Once a line is found to contain "EffectiveLevels", copy it out of the listing.

(RECORD SET)

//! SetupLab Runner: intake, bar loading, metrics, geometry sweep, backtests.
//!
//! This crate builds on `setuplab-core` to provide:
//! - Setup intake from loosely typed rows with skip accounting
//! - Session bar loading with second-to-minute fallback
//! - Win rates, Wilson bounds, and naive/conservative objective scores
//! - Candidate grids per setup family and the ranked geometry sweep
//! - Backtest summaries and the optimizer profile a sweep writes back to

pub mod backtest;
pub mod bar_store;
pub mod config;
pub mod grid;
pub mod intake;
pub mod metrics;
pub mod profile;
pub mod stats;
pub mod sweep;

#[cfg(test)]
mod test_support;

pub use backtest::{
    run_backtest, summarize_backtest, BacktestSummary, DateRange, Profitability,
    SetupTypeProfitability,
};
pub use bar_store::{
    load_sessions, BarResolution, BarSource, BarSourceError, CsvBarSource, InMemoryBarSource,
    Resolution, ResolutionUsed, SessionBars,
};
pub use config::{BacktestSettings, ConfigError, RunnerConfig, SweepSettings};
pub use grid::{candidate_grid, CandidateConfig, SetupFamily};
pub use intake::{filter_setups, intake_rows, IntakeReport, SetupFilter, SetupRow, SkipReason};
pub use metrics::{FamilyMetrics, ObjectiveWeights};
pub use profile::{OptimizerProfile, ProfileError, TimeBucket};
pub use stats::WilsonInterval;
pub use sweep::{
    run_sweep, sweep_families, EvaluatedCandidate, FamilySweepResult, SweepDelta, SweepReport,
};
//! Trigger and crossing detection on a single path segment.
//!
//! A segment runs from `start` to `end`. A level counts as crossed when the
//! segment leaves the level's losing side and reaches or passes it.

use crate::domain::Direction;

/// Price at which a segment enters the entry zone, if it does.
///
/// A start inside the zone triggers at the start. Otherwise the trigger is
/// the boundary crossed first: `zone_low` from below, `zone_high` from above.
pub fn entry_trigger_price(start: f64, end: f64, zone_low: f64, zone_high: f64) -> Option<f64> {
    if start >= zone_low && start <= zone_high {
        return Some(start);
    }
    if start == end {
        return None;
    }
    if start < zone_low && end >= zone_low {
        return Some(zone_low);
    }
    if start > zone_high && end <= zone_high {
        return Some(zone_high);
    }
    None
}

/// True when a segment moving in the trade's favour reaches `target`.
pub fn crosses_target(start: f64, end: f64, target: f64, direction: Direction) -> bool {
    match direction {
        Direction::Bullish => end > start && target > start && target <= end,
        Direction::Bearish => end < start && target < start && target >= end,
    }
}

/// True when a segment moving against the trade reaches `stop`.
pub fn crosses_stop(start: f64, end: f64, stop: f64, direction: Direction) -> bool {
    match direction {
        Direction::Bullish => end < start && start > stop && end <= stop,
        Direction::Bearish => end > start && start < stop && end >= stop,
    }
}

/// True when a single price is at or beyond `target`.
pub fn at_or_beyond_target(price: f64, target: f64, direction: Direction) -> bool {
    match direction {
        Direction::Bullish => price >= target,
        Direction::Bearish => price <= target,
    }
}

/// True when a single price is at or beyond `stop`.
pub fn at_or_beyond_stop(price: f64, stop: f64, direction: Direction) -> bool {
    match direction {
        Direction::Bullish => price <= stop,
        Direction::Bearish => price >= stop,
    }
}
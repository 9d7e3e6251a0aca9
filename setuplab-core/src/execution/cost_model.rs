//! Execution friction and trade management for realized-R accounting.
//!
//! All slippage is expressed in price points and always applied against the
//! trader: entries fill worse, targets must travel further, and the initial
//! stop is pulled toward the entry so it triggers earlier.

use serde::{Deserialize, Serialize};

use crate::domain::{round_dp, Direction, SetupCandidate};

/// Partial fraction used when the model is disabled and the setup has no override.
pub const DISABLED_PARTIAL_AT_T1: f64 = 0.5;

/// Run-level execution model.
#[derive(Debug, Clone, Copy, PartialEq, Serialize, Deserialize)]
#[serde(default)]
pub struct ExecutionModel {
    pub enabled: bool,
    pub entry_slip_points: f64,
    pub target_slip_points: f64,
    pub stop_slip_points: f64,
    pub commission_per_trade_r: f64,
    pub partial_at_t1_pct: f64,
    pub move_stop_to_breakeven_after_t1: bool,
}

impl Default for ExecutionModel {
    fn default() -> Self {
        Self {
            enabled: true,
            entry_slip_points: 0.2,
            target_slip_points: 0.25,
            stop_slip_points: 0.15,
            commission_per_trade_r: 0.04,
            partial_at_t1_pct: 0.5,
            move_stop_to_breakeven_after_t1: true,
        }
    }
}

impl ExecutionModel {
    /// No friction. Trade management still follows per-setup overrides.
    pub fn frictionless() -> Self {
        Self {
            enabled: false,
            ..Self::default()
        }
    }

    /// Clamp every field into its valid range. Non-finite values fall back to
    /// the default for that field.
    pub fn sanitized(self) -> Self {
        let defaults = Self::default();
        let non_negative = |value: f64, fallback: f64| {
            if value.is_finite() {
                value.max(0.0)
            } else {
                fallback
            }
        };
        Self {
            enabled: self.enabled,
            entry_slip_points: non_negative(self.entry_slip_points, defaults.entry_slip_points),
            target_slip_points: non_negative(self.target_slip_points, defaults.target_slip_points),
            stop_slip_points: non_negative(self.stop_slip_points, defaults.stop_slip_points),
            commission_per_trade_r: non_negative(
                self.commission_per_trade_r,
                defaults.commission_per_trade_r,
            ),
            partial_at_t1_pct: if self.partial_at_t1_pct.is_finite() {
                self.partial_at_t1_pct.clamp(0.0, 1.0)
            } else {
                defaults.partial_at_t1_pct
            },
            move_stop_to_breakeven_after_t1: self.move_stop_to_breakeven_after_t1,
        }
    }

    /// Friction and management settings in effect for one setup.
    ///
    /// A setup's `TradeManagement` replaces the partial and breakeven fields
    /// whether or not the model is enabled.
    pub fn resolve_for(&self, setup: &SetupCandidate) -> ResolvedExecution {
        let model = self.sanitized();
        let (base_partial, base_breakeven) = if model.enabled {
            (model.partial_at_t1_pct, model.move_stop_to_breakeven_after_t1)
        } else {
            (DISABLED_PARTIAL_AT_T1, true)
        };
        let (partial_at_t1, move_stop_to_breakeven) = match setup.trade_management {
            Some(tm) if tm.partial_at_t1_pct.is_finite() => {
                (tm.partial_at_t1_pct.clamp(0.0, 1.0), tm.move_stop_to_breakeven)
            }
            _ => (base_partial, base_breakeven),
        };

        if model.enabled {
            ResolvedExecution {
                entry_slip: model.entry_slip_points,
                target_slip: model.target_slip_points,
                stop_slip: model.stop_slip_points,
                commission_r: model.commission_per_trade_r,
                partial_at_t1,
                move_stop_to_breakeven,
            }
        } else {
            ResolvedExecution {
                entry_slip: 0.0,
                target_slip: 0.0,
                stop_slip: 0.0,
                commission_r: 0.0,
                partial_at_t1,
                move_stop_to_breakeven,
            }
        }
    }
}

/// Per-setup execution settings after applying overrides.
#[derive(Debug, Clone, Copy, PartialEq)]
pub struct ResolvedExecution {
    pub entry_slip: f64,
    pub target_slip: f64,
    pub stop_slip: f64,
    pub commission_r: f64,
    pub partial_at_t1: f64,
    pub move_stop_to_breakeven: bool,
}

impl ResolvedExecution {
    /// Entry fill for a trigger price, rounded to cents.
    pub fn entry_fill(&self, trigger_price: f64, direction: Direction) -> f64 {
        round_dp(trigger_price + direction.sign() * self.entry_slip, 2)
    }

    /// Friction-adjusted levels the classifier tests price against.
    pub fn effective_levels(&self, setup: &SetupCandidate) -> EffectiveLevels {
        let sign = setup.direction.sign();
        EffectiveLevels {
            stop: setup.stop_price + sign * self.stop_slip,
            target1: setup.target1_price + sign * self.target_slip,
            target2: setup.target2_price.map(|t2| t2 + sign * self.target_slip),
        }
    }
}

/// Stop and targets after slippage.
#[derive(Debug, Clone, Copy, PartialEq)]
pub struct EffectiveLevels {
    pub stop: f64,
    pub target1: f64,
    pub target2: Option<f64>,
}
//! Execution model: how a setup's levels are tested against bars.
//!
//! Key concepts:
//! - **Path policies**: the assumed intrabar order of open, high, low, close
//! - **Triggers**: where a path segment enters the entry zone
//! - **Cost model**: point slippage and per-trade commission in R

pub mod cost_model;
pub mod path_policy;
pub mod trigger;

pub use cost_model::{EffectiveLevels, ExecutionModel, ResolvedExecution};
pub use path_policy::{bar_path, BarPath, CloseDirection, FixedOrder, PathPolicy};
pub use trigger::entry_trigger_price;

(End RECORD SET)

SOLUTION TO THIS EXERCISE.
    pub fn effective_levels(&self, setup: &SetupCandidate) -> EffectiveLevels {
        EffectiveLevels {
pub struct EffectiveLevels {
pub use cost_model::{EffectiveLevels, ExecutionModel, ResolvedExecution};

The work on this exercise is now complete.